Why does this use of std::transform cause exc_bad_access

问题

I have this code (roughly) in a cpp app:

QList<Foo> rawAssets = getlist();
QVector<std::pair<QString, QString>> assets;
std::transform(rawAssets.begin(), rawAssets.end(), assets.begin(), makePair);

That causes exc_bad_access to throw when I use assets again.

However, if I change assets.begin() to std::back_inserter(assets) then it works as I expect.

I found tutorials for std::transform showing both kinds of usage. Why is it wrong in my case?

回答1:

Since you've just declared QVector<std::pair<QString, QString>> assets; it's empty. assets.begin() is therefore equal to assets.end(), and points past-the-end of the empty vector.

The third parameter of std::transform is an iterator through which transform will write the results of the transformation (and increment it after each write).

When you pass in assets.begin(), transform will write through this past-the-end iterator, resulting in an out-of-bounds write. It's roughly the same as doing char x[3]; x[4] = 'a';

When you pass in std::back_inserter(assets), you create a special iterator such that writing through it actually inserts the written element into assets. So all is well.

The first form could be used if assets was already of sufficient size, and you wanted to overwrite the elements in it. The second form is used when you want to extend assets with the results of the transformation.

回答2:

assets starts out as an empty vector.

transform()'s third parameter is an output iterator. Your code is essentially equivalent to the following:

QVector<std::pair<QString, QString>> assets;

auto output_iter=assets.begin();

// You now call transform(), passing output_iter
//
// transform() then essentially does the following:

*output_iter++ = /* first transform()ed value */;
*output_iter++ = /* second transform()ed value */;

// ... and so on.

That's how transform() works. Since assets() is an empty vector, begin() gives you the ending iterator value, and then the code proceeds to merrily write past the end of the vector, and crap all over itself.

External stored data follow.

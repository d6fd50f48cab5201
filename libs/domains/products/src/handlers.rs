use axum::{
    extract::State,
    http::{header, StatusCode},
    response::IntoResponse,
    routing::get,
    Json, Router,
};
use axum_helpers::{
    errors::responses::{
        BadRequestIdResponse, BadRequestValidationResponse, InternalServerErrorResponse,
        NotFoundResponse,
    },
    IdPath, ValidatedJson,
};
use std::sync::Arc;
use utoipa::OpenApi;

use crate::error::ProductResult;
use crate::models::{Product, ProductInput};
use crate::repository::ProductRepository;
use crate::service::ProductService;

/// OpenAPI documentation for Products API
#[derive(OpenApi)]
#[openapi(
    paths(
        list_products,
        create_product,
        get_product,
        update_product,
        delete_product,
    ),
    components(
        schemas(Product, ProductInput),
        responses(
            NotFoundResponse,
            BadRequestValidationResponse,
            BadRequestIdResponse,
            InternalServerErrorResponse
        )
    ),
    tags(
        (name = "products", description = "Product catalog endpoints")
    )
)]
pub struct ApiDoc;

/// Create the product router with all HTTP endpoints
pub fn router<R: ProductRepository + 'static>(service: ProductService<R>) -> Router {
    let shared_service = Arc::new(service);

    Router::new()
        .route("/", get(list_products).post(create_product))
        .route(
            "/{id}",
            get(get_product).put(update_product).delete(delete_product),
        )
        .with_state(shared_service)
}

/// List all products
#[utoipa::path(
    get,
    path = "",
    tag = "products",
    responses(
        (status = 200, description = "List of products", body = Vec<Product>),
        (status = 500, response = InternalServerErrorResponse)
    )
)]
async fn list_products<R: ProductRepository>(
    State(service): State<Arc<ProductService<R>>>,
) -> ProductResult<Json<Vec<Product>>> {
    let products = service.list_products().await?;
    Ok(Json(products))
}

/// Create a new product
#[utoipa::path(
    post,
    path = "",
    tag = "products",
    request_body = ProductInput,
    responses(
        (status = 201, description = "Product created successfully", body = Product,
            headers(("Location" = String, description = "URL of the created product"))),
        (status = 400, response = BadRequestValidationResponse),
        (status = 404, response = NotFoundResponse),
        (status = 500, response = InternalServerErrorResponse)
    )
)]
async fn create_product<R: ProductRepository>(
    State(service): State<Arc<ProductService<R>>>,
    ValidatedJson(input): ValidatedJson<ProductInput>,
) -> ProductResult<impl IntoResponse> {
    let product = service.create_product(input).await?;

    let location = format!("/api/products/{}", product.id);
    Ok((
        StatusCode::CREATED,
        [(header::LOCATION, location)],
        Json(product),
    ))
}

/// Get a product by ID
#[utoipa::path(
    get,
    path = "/{id}",
    tag = "products",
    params(
        ("id" = i32, Path, description = "Product ID")
    ),
    responses(
        (status = 200, description = "Product found", body = Product),
        (status = 400, response = BadRequestIdResponse),
        (status = 404, response = NotFoundResponse),
        (status = 500, response = InternalServerErrorResponse)
    )
)]
async fn get_product<R: ProductRepository>(
    State(service): State<Arc<ProductService<R>>>,
    IdPath(id): IdPath,
) -> ProductResult<Json<Product>> {
    let product = service.get_product(id).await?;
    Ok(Json(product))
}

/// Replace a product
#[utoipa::path(
    put,
    path = "/{id}",
    tag = "products",
    params(
        ("id" = i32, Path, description = "Product ID")
    ),
    request_body = ProductInput,
    responses(
        (status = 204, description = "Product updated successfully"),
        (status = 400, response = BadRequestValidationResponse),
        (status = 404, response = NotFoundResponse),
        (status = 500, response = InternalServerErrorResponse)
    )
)]
async fn update_product<R: ProductRepository>(
    State(service): State<Arc<ProductService<R>>>,
    IdPath(id): IdPath,
    ValidatedJson(input): ValidatedJson<ProductInput>,
) -> ProductResult<impl IntoResponse> {
    service.update_product(id, input).await?;
    Ok(StatusCode::NO_CONTENT)
}

/// Delete a product
#[utoipa::path(
    delete,
    path = "/{id}",
    tag = "products",
    params(
        ("id" = i32, Path, description = "Product ID")
    ),
    responses(
        (status = 204, description = "Product deleted successfully"),
        (status = 400, response = BadRequestIdResponse),
        (status = 404, response = NotFoundResponse),
        (status = 500, response = InternalServerErrorResponse)
    )
)]
async fn delete_product<R: ProductRepository>(
    State(service): State<Arc<ProductService<R>>>,
    IdPath(id): IdPath,
) -> ProductResult<impl IntoResponse> {
    service.delete_product(id).await?;
    Ok(StatusCode::NO_CONTENT)
}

You have two basic options:

1. Before obtaining the begin() iterator, resize() the vector to the number of elements you're about to transform(), so transform() ends up filling out a pre-resized array's contents, exactly. However, since your data comes from a list, this is not easily available, so:

2. Pass a std::back_insert_iterator to transform(), instead of an iterator to the empty array.

回答3:

std::transform() assumes that it can write directly into the output. Which in your case is a vector of zero size. You can fix the bug by explicitly resizing your vector to the size of the transform input, or by using back_inserter as you already discovered.

回答4:

If you resize assets to the same size as rawAssets before the transform, it won't cause a bad access. Using a back_insert_iterator causes push_back to be called for each iterator of transform. Without that, it tries to access the first, second, third, etc element of assets, which is still empty, therefore causing a bad access.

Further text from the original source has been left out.